The director of non-profit agency Create London, has just been announced as the winner of the 2016 Genesis Prize. The only prize of its kind, it recognises outstanding mentors of artistic talent. It is worth £25,000 but, true to form, Hadrian has already given it away.
“Create London exists to connect artists with communities,” he explains. When he was working on the refurbishment of Hackney Empire, he began to be bothered by the fact that an area could be ‘full of theatre, artists and galleries’, and yet the majority of its population might never benefit from that.
His preoccupation with the issue came to fruition when he was commissioned by the London 2012 Games organising committee to create public art projects in the Olympic and Paralympic host boroughs.
“It’s not just about making culture free,” explains Hadrian. Adding: “It’s about making it accessible, putting it in non-traditional contexts and showing people that it can bring real benefits to the communities in which it happens. It’s great for neighbourhoods when artistic communities move in, but only if they interact.”
Accordingly, Create doesn’t commission art for traditional galleries. In and around East London, it has commissioned over 100 artists to do what might well count as some of the most ambitious projects of their careers: building a cinema under a motorway, for example, or creating a soft play centre for children.
“In 2012, the year after the riots, we persuaded the Savoy Hotel to let the artist Ruth Ewan and more than 200 East London teenagers to stage a take over of the Lancaster Ballroom,” laughs Hadrian.
Adding: “That has to be one of the highlights of the last seven years for me. We wanted to allow the young people to see London in a different way, and take ownership of parts of it that seemed totally inaccessible to them.

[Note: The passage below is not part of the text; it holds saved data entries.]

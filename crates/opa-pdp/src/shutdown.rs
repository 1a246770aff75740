//! Signal handling and ordered teardown.

use crate::agent::PdpAgent;
use crate::transport::MessageSource;
use opa_pdp_telemetry::log_shutdown;
use std::sync::Arc;
use std::time::Duration;
use tokio::sync::watch;

/// Wait for SIGTERM, SIGINT or SIGHUP and return the signal's name.
#[cfg(unix)]
pub async fn wait_for_signal() -> std::io::Result<&'static str> {
    use tokio::signal::unix::{signal, SignalKind};

    let mut sigterm = signal(SignalKind::terminate())?;
    let mut sigint = signal(SignalKind::interrupt())?;
    let mut sighup = signal(SignalKind::hangup())?;

    Ok(tokio::select! {
        _ = sigterm.recv() => "SIGTERM",
        _ = sigint.recv() => "SIGINT",
        _ = sighup.recv() => "SIGHUP",
    })
}

/// Wait for Ctrl-C and return the signal's name.
#[cfg(not(unix))]
pub async fn wait_for_signal() -> std::io::Result<&'static str> {
    tokio::signal::ctrl_c().await?;
    Ok("interrupt")
}

/// Tear the agent down.
///
/// Order: cancel the consumption loop, unsubscribe and close the consumer,
/// flag the agent as shutting down, stop the heartbeat, then wait `grace` for
/// in-flight sends. Consumer errors are logged and never abort the sequence.
/// A missing consumer is valid (it may have failed to connect at startup).
pub async fn shutdown(
    shutdown_tx: &watch::Sender<bool>,
    consumer: Option<&Arc<dyn MessageSource>>,
    agent: &PdpAgent,
    grace: Duration,
) {
    log_shutdown!(grace_secs = grace.as_secs(), "shutting down PDP agent");

    // Receivers may already be gone.
    let _ = shutdown_tx.send(true);

    match consumer {
        Some(consumer) => {
            if let Err(e) = consumer.unsubscribe().await {
                tracing::warn!(error = %e, "failed to unsubscribe consumer");
            }
            consumer.close().await;
        }
        None => tracing::debug!("no consumer to close"),
    }

    agent.mark_shutting_down();
    agent.heartbeat().close();

    tokio::time::sleep(grace).await;
    tracing::info!("PDP agent stopped");
}
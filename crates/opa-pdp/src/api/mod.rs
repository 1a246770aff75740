//! HTTP surface: decisions, health, statistics, readiness and metrics.

pub mod auth;
pub mod decision;
pub mod error;
pub mod health;
pub mod router;
pub mod statistics;


pub use router::{create_router, AppState};
#[cfg(test)]
mod tests {
    use super::*;
    use crate::model::PdpResponseStatus;
    use crate::publisher::{STATE_CHANGE_RESPONSE_DESCRIPTION, UPDATE_RESPONSE_DESCRIPTION};
    use crate::testing::RecordingSender;
    use serde_json::json;

    fn agent() -> (PdpAgent, Arc<RecordingSender>) {
        let sender = Arc::new(RecordingSender::new());
        let agent = PdpAgent::new(
            Arc::new(PdpIdentity::with_name("opa-1", "defaultGroup")),
            Arc::new(Lifecycle::new()),
            sender.clone(),
            Arc::new(MetricsRegistry::new()),
            "policy-pdp-pap",
        );
        (agent, sender)
    }

    fn update(interval: i64) -> Vec<u8> {
        serde_json::to_vec(&json!({
            "source": "pap-1",
            "pdpHeartbeatIntervalMs": interval,
            "messageName": "PDP_UPDATE",
            "policiesToBeDeployed": [],
            "policiesToBeUndeployed": [],
            "name": "opa-1",
            "timestampMs": 1724491628553_i64,
            "pdpGroup": "defaultGroup",
            "pdpSubgroup": "opa",
            "requestId": "req-update"
        }))
        .unwrap()
    }

    fn state_change(state: &str) -> Vec<u8> {
        serde_json::to_vec(&json!({
            "source": "pap-1",
            "state": state,
            "messageName": "PDP_STATE_CHANGE",
            "name": "opa-1",
            "timestampMs": 1724491628553_i64,
            "pdpGroup": "defaultGroup",
            "pdpSubgroup": "opa",
            "requestId": "req-state"
        }))
        .unwrap()
    }

    #[tokio::test]
    async fn register_sends_one_passive_status() {
        let (agent, sender) = agent();
        assert!(agent.register().await);
        assert_eq!(sender.count(), 1);
        assert_eq!(sender.sent()[0].state, PdpState::Passive);
    }

    #[tokio::test]
    async fn register_reports_failure() {
        let (agent, sender) = agent();
        sender.fail_sends(true);
        assert!(!agent.register().await);
    }

    #[tokio::test(start_paused = true)]
    async fn update_applies_attributes_and_responds() {
        let (agent, sender) = agent();
        agent.handle_update(&update(1000)).await.unwrap();

        assert_eq!(agent.identity().subgroup().as_deref(), Some("opa"));
        assert_eq!(agent.identity().heartbeat_interval_ms(), 1000);
        assert_eq!(agent.heartbeat().current_interval(), Some(1000));

        let sent = sender.sent();
        assert_eq!(sent.len(), 1);
        assert_eq!(sent[0].description, UPDATE_RESPONSE_DESCRIPTION);
        let response = sent[0].response.as_ref().unwrap();
        assert_eq!(response.response_to, "req-update");
        assert_eq!(response.response_status, PdpResponseStatus::Success);
    }

    #[tokio::test]
    async fn invalid_update_changes_nothing() {
        let (agent, sender) = agent();
        let mut raw: serde_json::Value = serde_json::from_slice(&update(1000)).unwrap();
        raw.as_object_mut().unwrap().remove("requestId");

        let result = agent.handle_update(&serde_json::to_vec(&raw).unwrap()).await;

        assert!(matches!(result, Err(HandlerError::Validation(_))));
        assert_eq!(agent.identity().subgroup(), None);
        assert_eq!(agent.identity().heartbeat_interval_ms(), 0);
        assert_eq!(sender.count(), 0);
    }

    #[tokio::test]
    async fn malformed_update_is_an_error() {
        let (agent, _) = agent();
        let result = agent.handle_update(b"{\"pdpHeartbeatIntervalMs\": \"soon\"}").await;
        assert!(matches!(result, Err(HandlerError::Malformed(_))));
    }

    #[tokio::test(start_paused = true)]
    async fn update_returns_without_waiting_for_heartbeat() {
        let (agent, sender) = agent();
        let started = tokio::time::Instant::now();

        agent.handle_update(&update(60_000)).await.unwrap();

        assert_eq!(started.elapsed(), std::time::Duration::ZERO);
        assert!(agent.heartbeat().is_running());
        assert_eq!(agent.heartbeat().current_interval(), Some(60_000));
        // Only the update response; the first beat is a full interval away.
        assert_eq!(sender.count(), 1);
    }

    #[tokio::test(start_paused = true)]
    async fn update_send_failure_keeps_attributes() {
        let (agent, sender) = agent();
        sender.fail_sends(true);

        let result = agent.handle_update(&update(1000)).await;

        assert!(matches!(result, Err(HandlerError::Send(_))));
        assert_eq!(agent.identity().subgroup().as_deref(), Some("opa"));
        assert!(!agent.heartbeat().is_running());
    }

    #[tokio::test(start_paused = true)]
    async fn update_during_shutdown_does_not_start_heartbeat() {
        let (agent, _) = agent();
        agent.mark_shutting_down();
        agent.handle_update(&update(1000)).await.unwrap();
        assert!(!agent.heartbeat().is_running());
    }

    #[tokio::test]
    async fn state_change_to_active() {
        let (agent, sender) = agent();
        let state = agent.handle_state_change(&state_change("ACTIVE")).await.unwrap();

        assert_eq!(state, PdpState::Active);
        assert_eq!(agent.current_state(), PdpState::Active);

        let sent = sender.sent();
        assert_eq!(sent[0].state, PdpState::Active);
        assert_eq!(sent[0].description, STATE_CHANGE_RESPONSE_DESCRIPTION);
        assert_eq!(sent[0].response.as_ref().unwrap().response_to, "req-state");
    }

    #[tokio::test]
    async fn state_change_response_names_actual_transition() {
        let (agent, sender) = agent();
        agent.handle_state_change(&state_change("SAFE")).await.unwrap();
        agent.handle_state_change(&state_change("TEST")).await.unwrap();

        let sent = sender.sent();
        assert_eq!(
            sent[0].response.as_ref().unwrap().response_message,
            "PDP State Changed From PASSIVE TO SAFE"
        );
        assert_eq!(
            sent[1].response.as_ref().unwrap().response_message,
            "PDP State Changed From SAFE TO TEST"
        );
        assert_eq!(sent[1].state, PdpState::Test);
    }

    #[tokio::test]
    async fn bogus_state_is_rejected() {
        let (agent, sender) = agent();
        let result = agent.handle_state_change(&state_change("BOGUS")).await;

        assert!(matches!(result, Err(HandlerError::InvalidState(_))));
        assert_eq!(agent.current_state(), PdpState::Passive);
        assert_eq!(sender.count(), 0);
    }

    #[tokio::test]
    async fn state_change_send_failure_keeps_state() {
        let (agent, sender) = agent();
        sender.fail_sends(true);
        let result = agent.handle_state_change(&state_change("SAFE")).await;
        assert!(matches!(result, Err(HandlerError::Send(_))));
        assert_eq!(agent.current_state(), PdpState::Safe);
    }

    #[tokio::test]
    async fn dispatch_outcomes() {
        let (agent, sender) = agent();

        assert_eq!(agent.handle_message(b"garbage").await, Disposition::Malformed);

        let foreign = json!({"messageName": "PDP_UPDATE", "name": "opa-2"});
        assert_eq!(
            agent.handle_message(foreign.to_string().as_bytes()).await,
            Disposition::NotTargeted
        );

        let status = json!({"messageName": "PDP_STATUS", "name": "opa-1"});
        assert_eq!(
            agent.handle_message(status.to_string().as_bytes()).await,
            Disposition::IgnoredStatus
        );

        let health = json!({"messageName": "PDP_HEALTH_CHECK", "name": "opa-1"});
        assert_eq!(
            agent.handle_message(health.to_string().as_bytes()).await,
            Disposition::Unsupported("PDP_HEALTH_CHECK".to_string())
        );

        assert_eq!(
            agent.handle_message(&state_change("BOGUS")).await,
            Disposition::Rejected
        );
        assert_eq!(
            agent.handle_message(&state_change("TEST")).await,
            Disposition::StateChanged(PdpState::Test)
        );
        assert_eq!(sender.count(), 1);
    }

    #[tokio::test]
    async fn group_broadcast_ignored_until_assigned() {
        let (agent, _) = agent();
        let broadcast = json!({
            "messageName": "PDP_STATE_CHANGE",
            "state": "ACTIVE",
            "pdpGroup": "defaultGroup",
            "requestId": "req-b"
        });
        let raw = broadcast.to_string();

        assert_eq!(
            agent.handle_message(raw.as_bytes()).await,
            Disposition::NotTargeted
        );

        agent.identity().assign("opa".to_string(), 0);
        assert_eq!(
            agent.handle_message(raw.as_bytes()).await,
            Disposition::StateChanged(PdpState::Active)
        );
    }
}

Some of them had never been to central London, or even seen the Thames before, so it was a wonderful experience to be part of.”

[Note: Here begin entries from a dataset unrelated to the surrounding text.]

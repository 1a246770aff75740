//! Per-process PDP identity and PAP-assigned attributes.

use parking_lot::RwLock;
use uuid::Uuid;

/// Generate a fresh PDP name: `opa-<uuid v4>`.
pub fn generate_pdp_name() -> String {
    format!("opa-{}", Uuid::new_v4())
}

#[derive(Debug, Default)]
struct Attributes {
    subgroup: Option<String>,
    heartbeat_interval_ms: i64,
}

/// Who this PDP is.
///
/// The name and group are fixed for the process lifetime. Subgroup and
/// heartbeat interval start unset and are written only by the update handler.
#[derive(Debug)]
pub struct PdpIdentity {
    name: String,
    group: String,
    attributes: RwLock<Attributes>,
}

impl PdpIdentity {
    /// Create an identity with a freshly generated name.
    pub fn new(group: impl Into<String>) -> Self {
        Self::with_name(generate_pdp_name(), group)
    }

    pub fn with_name(name: impl Into<String>, group: impl Into<String>) -> Self {
        Self {
            name: name.into(),
            group: group.into(),
            attributes: RwLock::new(Attributes::default()),
        }
    }

    pub fn name(&self) -> &str {
        &self.name
    }

    pub fn group(&self) -> &str {
        &self.group
    }

    /// Assigned subgroup, `None` until the first update.
    pub fn subgroup(&self) -> Option<String> {
        self.attributes.read().subgroup.clone()
    }

    pub fn heartbeat_interval_ms(&self) -> i64 {
        self.attributes.read().heartbeat_interval_ms
    }

    /// Apply both PAP-assigned attributes under one write lock.
    pub fn assign(&self, subgroup: String, heartbeat_interval_ms: i64) {
        let mut attrs = self.attributes.write();
        attrs.subgroup = Some(subgroup).filter(|s| !s.is_empty());
        attrs.heartbeat_interval_ms = heartbeat_interval_ms;
    }
}

#[cfg(test)]
mod tests {
    use super::*;

    #[test]
    fn generated_names_are_unique() {
        let a = generate_pdp_name();
        let b = generate_pdp_name();
        assert!(a.starts_with("opa-"));
        assert_eq!(a.len(), "opa-".len() + 36);
        assert_ne!(a, b);
    }

    #[test]
    fn attributes_start_unset() {
        let identity = PdpIdentity::new("defaultGroup");
        assert_eq!(identity.group(), "defaultGroup");
        assert_eq!(identity.subgroup(), None);
        assert_eq!(identity.heartbeat_interval_ms(), 0);
    }

    #[test]
    fn assign_overwrites() {
        let identity = PdpIdentity::with_name("opa-1", "defaultGroup");
        identity.assign("opa".to_string(), 1000);
        identity.assign("opa-b".to_string(), -1);
        assert_eq!(identity.name(), "opa-1");
        assert_eq!(identity.subgroup().as_deref(), Some("opa-b"));
        assert_eq!(identity.heartbeat_interval_ms(), -1);
    }
}
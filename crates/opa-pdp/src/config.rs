//! Agent configuration, read once at startup from flags or environment.

use crate::error::ConfigError;
use crate::transport::KafkaSettings;
use clap::Parser;
use opa_pdp_telemetry::{LogFormat, TelemetryConfig};
use std::net::SocketAddr;
use std::time::Duration;

/// How long Kafka connection attempts retry before startup gives up.
const KAFKA_CONNECT_DEADLINE: Duration = Duration::from_secs(10);

/// Per-request timeout for the policy engine.
pub const OPA_REQUEST_TIMEOUT: Duration = Duration::from_secs(5);

#[derive(Parser, Debug, Clone)]
#[command(
    name = "opa-pdp",
    about = "OPA policy decision point agent for the policy PAP",
    version
)]
pub struct AgentConfig {
    /// Kafka bootstrap servers (comma-separated).
    #[arg(long, env = "KAFKA_URL", default_value = "kafka:9092")]
    pub kafka_url: String,

    /// Topic shared with the PAP.
    #[arg(long, env = "PAP_TOPIC", default_value = "policy-pdp-pap")]
    pub topic: String,

    /// Kafka consumer group id.
    #[arg(long, env = "GROUPID", default_value = "opa-pdp")]
    pub group_id: String,

    /// Authenticate to Kafka with SASL SCRAM-SHA-512.
    #[arg(long, env = "UseSASLForKAFKA")]
    pub use_sasl: bool,

    #[arg(long, env = "KAFKA_USERNAME")]
    pub kafka_username: Option<String>,

    #[arg(long, env = "KAFKA_PASSWORD", hide_env_values = true)]
    pub kafka_password: Option<String>,

    /// PDP group this instance belongs to.
    #[arg(long, env = "PDP_GROUP", default_value = "defaultGroup")]
    pub pdp_group: String,

    /// User for the decision/health/statistics endpoints.
    #[arg(long, env = "API_USER", default_value = "policyadmin")]
    pub api_user: String,

    #[arg(long, env = "API_PASSWORD", hide_env_values = true)]
    pub api_password: String,

    /// HTTP listen address.
    #[arg(long = "listen", env = "LISTEN_ADDR", default_value = "0.0.0.0:8282")]
    pub listen_addr: SocketAddr,

    /// Base URL of the OPA server.
    #[arg(long, env = "OPA_URL", default_value = "http://localhost:8181")]
    pub opa_url: String,

    #[arg(long, env = "LOG_LEVEL", default_value = "info")]
    pub log_level: String,

    /// Log output format (json or pretty).
    #[arg(long, env = "LOG_FORMAT", default_value = "json")]
    pub log_format: String,

    /// Poll timeout for the PAP topic, in milliseconds.
    #[arg(long = "read-timeout-ms", env = "KAFKA_READ_TIMEOUT_MS", default_value_t = 1000)]
    pub read_timeout_ms: u64,

    /// Grace period after teardown, in seconds.
    #[arg(long = "shutdown-grace-secs", env = "SHUTDOWN_WAIT_TIME", default_value_t = 5)]
    pub shutdown_grace_secs: u64,
}

impl AgentConfig {
    pub fn validate(&self) -> Result<(), ConfigError> {
        if self.use_sasl {
            if self.kafka_username.as_deref().unwrap_or_default().is_empty() {
                return Err(ConfigError::MissingCredential("KAFKA_USERNAME"));
            }
            if self.kafka_password.as_deref().unwrap_or_default().is_empty() {
                return Err(ConfigError::MissingCredential("KAFKA_PASSWORD"));
            }
        }

        if self.read_timeout_ms == 0 {
            return Err(ConfigError::Invalid {
                field: "read-timeout-ms",
                reason: "must be greater than zero".into(),
            });
        }

        if LogFormat::parse(&self.log_format).is_none() {
            return Err(ConfigError::Invalid {
                field: "log-format",
                reason: format!("unknown format '{}'", self.log_format),
            });
        }

        if self.api_password.is_empty() {
            return Err(ConfigError::Invalid {
                field: "api-password",
                reason: "must not be empty".into(),
            });
        }

        Ok(())
    }

    pub fn telemetry(&self) -> TelemetryConfig {
        TelemetryConfig::new()
            .with_log_level(&self.log_level)
            .with_log_format(LogFormat::parse(&self.log_format).unwrap_or_default())
    }

    pub fn kafka_settings(&self) -> KafkaSettings {
        let settings = KafkaSettings::new(&self.kafka_url, &self.topic, &self.group_id)
            .with_connect_deadline(KAFKA_CONNECT_DEADLINE);
        match (self.use_sasl, &self.kafka_username, &self.kafka_password) {
            (true, Some(user), Some(pass)) => settings.with_sasl(user, pass),
            _ => settings,
        }
    }

    pub fn read_timeout(&self) -> Duration {
        Duration::from_millis(self.read_timeout_ms)
    }

    pub fn shutdown_grace(&self) -> Duration {
        Duration::from_secs(self.shutdown_grace_secs)
    }
}
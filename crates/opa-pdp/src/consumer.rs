//! Consumption loop for the PAP topic.

use crate::agent::PdpAgent;
use crate::transport::MessageSource;
use std::sync::Arc;
use std::time::Duration;
use tokio::sync::watch;

/// Read messages and hand them to the agent until shutdown is signalled.
///
/// A single bad message never ends the loop. After a transport failure the
/// loop pauses for one read timeout before polling again.
pub async fn run_consumer(
    source: Arc<dyn MessageSource>,
    agent: Arc<PdpAgent>,
    read_timeout: Duration,
    mut shutdown_rx: watch::Receiver<bool>,
) {
    tracing::debug!("starting PDP message listener");

    loop {
        if *shutdown_rx.borrow() {
            break;
        }

        tokio::select! {
            _ = shutdown_rx.changed() => break,
            result = source.read_next(read_timeout) => match result {
                Ok(raw) => {
                    agent.handle_message(&raw).await;
                }
                Err(e) if e.is_timeout() => {}
                Err(e) => {
                    tracing::warn!(error = %e, "failed to read from PAP topic");
                    tokio::select! {
                        _ = shutdown_rx.changed() => break,
                        _ = tokio::time::sleep(read_timeout) => {}
                    }
                }
            },
        }
    }

    tracing::debug!("stopping PDP message listener");
}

Creating opportunities for East London’s young people is a big part of what Hadrian does. In 2012, Create London collaborated with a New Direction to start a project called ‘Create Jobs’ that organises work placements, mentoring, support and ultimately paid employment for 16 to 24-year-old East Londoners in the creative sectors.
Last year, Create found jobs for over 130 young people in the creative sector and worked with children in more than 25 East London schools. It helped establish Open School East which supports 13 postgraduate art students by giving them free tuition and studio spaces. In exchange, they deliver workshops and events for people living on De Beauvoir Estate.

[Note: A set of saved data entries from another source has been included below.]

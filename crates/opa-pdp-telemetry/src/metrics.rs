//! Prometheus metrics registry.
//!
//! Decision counters double as the source for the PDP statistics report, so
//! every counter here can also be read back as a plain number.

use prometheus_client::{
    encoding::EncodeLabelSet,
    metrics::{counter::Counter, family::Family},
    registry::Registry,
};

/// Outcome of a policy decision, as reported to the caller.
pub mod decision {
    pub const PERMIT: &str = "PERMIT";
    pub const DENY: &str = "DENY";
    pub const INDETERMINATE: &str = "INDETERMINATE";
}

/// Decision labels.
#[derive(Clone, Debug, Hash, PartialEq, Eq, EncodeLabelSet)]
pub struct DecisionLabels {
    pub decision: String,
}

/// Outbound status labels (registration, heartbeat, response).
#[derive(Clone, Debug, Hash, PartialEq, Eq, EncodeLabelSet)]
pub struct StatusLabels {
    pub kind: String,
    pub result: String,
}

/// Inbound message labels.
#[derive(Clone, Debug, Hash, PartialEq, Eq, EncodeLabelSet)]
pub struct InboundLabels {
    pub outcome: String,
}

/// Metrics registry holding all agent metrics.
pub struct MetricsRegistry {
    /// The prometheus-client registry for encoding.
    pub registry: Registry,

    // Decision metrics
    pub decisions_total: Family<DecisionLabels, Counter>,
    pub errors_total: Counter,
    pub query_success_total: Counter,
    pub query_failure_total: Counter,

    // Control-plane metrics
    pub status_messages_total: Family<StatusLabels, Counter>,
    pub inbound_messages_total: Family<InboundLabels, Counter>,
}

impl Default for MetricsRegistry {
    fn default() -> Self {
        Self::new()
    }
}

impl MetricsRegistry {
    /// Create a new metrics registry with all metrics registered.
    pub fn new() -> Self {
        let mut registry = Registry::default();

        let decisions_total = Family::<DecisionLabels, Counter>::default();
        registry.register(
            "opa_pdp_decisions",
            "Policy decisions returned, by outcome",
            decisions_total.clone(),
        );

        let errors_total = Counter::default();
        registry.register(
            "opa_pdp_errors",
            "Decision requests that ended in an error response",
            errors_total.clone(),
        );

        let query_success_total = Counter::default();
        registry.register(
            "opa_pdp_query_success",
            "Data queries answered successfully",
            query_success_total.clone(),
        );

        let query_failure_total = Counter::default();
        registry.register(
            "opa_pdp_query_failure",
            "Data queries that failed",
            query_failure_total.clone(),
        );

        let status_messages_total = Family::<StatusLabels, Counter>::default();
        registry.register(
            "opa_pdp_status_messages",
            "PDP_STATUS messages published to the PAP topic",
            status_messages_total.clone(),
        );

        let inbound_messages_total = Family::<InboundLabels, Counter>::default();
        registry.register(
            "opa_pdp_inbound_messages",
            "Messages consumed from the PAP topic, by outcome",
            inbound_messages_total.clone(),
        );

        Self {
            registry,
            decisions_total,
            errors_total,
            query_success_total,
            query_failure_total,
            status_messages_total,
            inbound_messages_total,
        }
    }

    /// Record a decision outcome (`decision::PERMIT`, `DENY` or `INDETERMINATE`).
    pub fn record_decision(&self, outcome: &str) {
        self.decisions_total
            .get_or_create(&DecisionLabels {
                decision: outcome.to_string(),
            })
            .inc();
    }

    /// Record a decision request that produced an error response.
    pub fn record_error(&self) {
        self.errors_total.inc();
    }

    /// Record a published (or failed) status message.
    pub fn record_status(&self, kind: &str, success: bool) {
        let labels = StatusLabels {
            kind: kind.to_string(),
            result: if success { "ok" } else { "failed" }.to_string(),
        };
        self.status_messages_total.get_or_create(&labels).inc();
    }

    /// Record what happened to an inbound message.
    pub fn record_inbound(&self, outcome: &str) {
        self.inbound_messages_total
            .get_or_create(&InboundLabels {
                outcome: outcome.to_string(),
            })
            .inc();
    }

    /// Current count for one decision outcome.
    pub fn decision_count(&self, outcome: &str) -> u64 {
        self.decisions_total
            .get_or_create(&DecisionLabels {
                decision: outcome.to_string(),
            })
            .get()
    }

    /// Current count for one inbound-message outcome.
    pub fn inbound_count(&self, outcome: &str) -> u64 {
        self.inbound_messages_total
            .get_or_create(&InboundLabels {
                outcome: outcome.to_string(),
            })
            .get()
    }

    /// Snapshot of the counters reported by the statistics endpoint.
    pub fn snapshot(&self) -> DecisionStatistics {
        DecisionStatistics {
            permit: self.decision_count(decision::PERMIT),
            deny: self.decision_count(decision::DENY),
            indeterminate: self.decision_count(decision::INDETERMINATE),
            errors: self.errors_total.get(),
            query_success: self.query_success_total.get(),
            query_failure: self.query_failure_total.get(),
        }
    }
}

/// Point-in-time copy of the decision counters.
#[derive(Debug, Clone, Copy, Default, PartialEq, Eq)]
pub struct DecisionStatistics {
    pub permit: u64,
    pub deny: u64,
    pub indeterminate: u64,
    pub errors: u64,
    pub query_success: u64,
    pub query_failure: u64,
}

#[cfg(test)]
mod tests {
    use super::*;

    #[test]
    fn test_new_registry_is_empty() {
        let metrics = MetricsRegistry::new();
        assert_eq!(metrics.snapshot(), DecisionStatistics::default());
    }

    #[test]
    fn test_record_decisions() {
        let metrics = MetricsRegistry::new();
        metrics.record_decision(decision::PERMIT);
        metrics.record_decision(decision::PERMIT);
        metrics.record_decision(decision::DENY);
        metrics.record_decision(decision::INDETERMINATE);
        metrics.record_error();

        let stats = metrics.snapshot();
        assert_eq!(stats.permit, 2);
        assert_eq!(stats.deny, 1);
        assert_eq!(stats.indeterminate, 1);
        assert_eq!(stats.errors, 1);
        assert_eq!(stats.query_success, 0);
    }

    #[test]
    fn test_record_status_and_inbound() {
        let metrics = MetricsRegistry::new();
        metrics.record_status("heartbeat", true);
        metrics.record_status("heartbeat", false);
        metrics.record_inbound("not_targeted");

        let ok = metrics
            .status_messages_total
            .get_or_create(&StatusLabels {
                kind: "heartbeat".to_string(),
                result: "ok".to_string(),
            })
            .get();
        assert_eq!(ok, 1);

        let foreign = metrics
            .inbound_messages_total
            .get_or_create(&InboundLabels {
                outcome: "not_targeted".to_string(),
            })
            .get();
        assert_eq!(foreign, 1);
        assert_eq!(metrics.inbound_count("not_targeted"), 1);
        assert_eq!(metrics.inbound_count("rejected"), 0);
    }
}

“At the moment, we’re working with a ceramicist called Aaron Angell, developing a new youth programme,” says Hadrian. From his studio in Hoxton, the artist is working with a group of young adults who are learning the science of glazing, and how to set up and run a workshop. Some will end up in paid employment at the studio, others will leave with new professional skills.
“Young people whose families can’t afford to give them lots of financial support, need other forms of extended support if they are going to break into careers in the arts,” he explains.
That’s why, having only just received his £25,000 prize from the Genesis Foundation, Hadrian has already invested it in someone else. Accordingly, Sophie Chapman is the first recipient of the Young Curator Award.
“There are grants out there for artists of all kinds, but not to support young curators. We wanted to create a scheme that would support a young curator who had huge potential, but who didn’t have other forms of advantage,” he says.
It looks like Hadrian’s win is everyone’s gain.